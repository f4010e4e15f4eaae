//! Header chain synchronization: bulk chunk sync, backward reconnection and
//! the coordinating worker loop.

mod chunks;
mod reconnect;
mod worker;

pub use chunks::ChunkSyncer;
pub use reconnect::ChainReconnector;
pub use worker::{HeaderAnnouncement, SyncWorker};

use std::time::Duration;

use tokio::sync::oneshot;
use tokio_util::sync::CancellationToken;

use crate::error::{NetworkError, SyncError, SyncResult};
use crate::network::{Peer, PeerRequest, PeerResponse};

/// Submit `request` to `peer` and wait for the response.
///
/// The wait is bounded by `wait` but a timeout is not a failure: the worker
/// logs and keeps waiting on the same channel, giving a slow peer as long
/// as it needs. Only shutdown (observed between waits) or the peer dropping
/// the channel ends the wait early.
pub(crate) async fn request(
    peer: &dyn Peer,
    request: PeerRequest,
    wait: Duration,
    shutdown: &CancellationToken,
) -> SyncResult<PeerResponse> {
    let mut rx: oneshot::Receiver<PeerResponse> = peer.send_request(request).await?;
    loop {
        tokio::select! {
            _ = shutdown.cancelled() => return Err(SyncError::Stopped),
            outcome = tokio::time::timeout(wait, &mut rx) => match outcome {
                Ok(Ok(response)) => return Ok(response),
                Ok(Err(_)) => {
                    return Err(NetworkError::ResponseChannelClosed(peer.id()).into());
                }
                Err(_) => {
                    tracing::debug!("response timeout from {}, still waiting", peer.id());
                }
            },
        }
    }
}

□ □ □ □ □

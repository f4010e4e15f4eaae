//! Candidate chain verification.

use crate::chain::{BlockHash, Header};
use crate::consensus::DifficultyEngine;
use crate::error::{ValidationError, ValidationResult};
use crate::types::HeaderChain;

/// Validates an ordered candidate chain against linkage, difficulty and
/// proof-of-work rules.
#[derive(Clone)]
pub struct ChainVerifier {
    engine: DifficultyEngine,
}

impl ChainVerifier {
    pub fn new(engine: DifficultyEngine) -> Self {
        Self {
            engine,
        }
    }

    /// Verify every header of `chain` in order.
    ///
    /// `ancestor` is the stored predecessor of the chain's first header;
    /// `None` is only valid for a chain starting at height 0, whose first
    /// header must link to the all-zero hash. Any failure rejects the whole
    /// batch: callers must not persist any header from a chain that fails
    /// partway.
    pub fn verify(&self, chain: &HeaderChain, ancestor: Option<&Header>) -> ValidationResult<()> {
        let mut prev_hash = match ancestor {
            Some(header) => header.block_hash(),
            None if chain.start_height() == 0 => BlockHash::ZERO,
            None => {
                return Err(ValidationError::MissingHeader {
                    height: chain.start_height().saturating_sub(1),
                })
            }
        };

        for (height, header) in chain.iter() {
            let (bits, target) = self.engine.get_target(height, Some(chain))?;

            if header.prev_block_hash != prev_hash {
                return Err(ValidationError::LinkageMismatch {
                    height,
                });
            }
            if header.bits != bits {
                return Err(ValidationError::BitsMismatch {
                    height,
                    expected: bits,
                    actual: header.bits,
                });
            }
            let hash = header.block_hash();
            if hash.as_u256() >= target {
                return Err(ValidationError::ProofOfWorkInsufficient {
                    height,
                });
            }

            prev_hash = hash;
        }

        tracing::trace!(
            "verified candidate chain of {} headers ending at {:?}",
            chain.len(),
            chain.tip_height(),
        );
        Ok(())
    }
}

□ □ □ □ □

- WHAT THIS TASK INVOLVES
Considering only lines that contain the word "HeaderChain", say how many there are in the data, with no other text.

- ANSWER BOX
2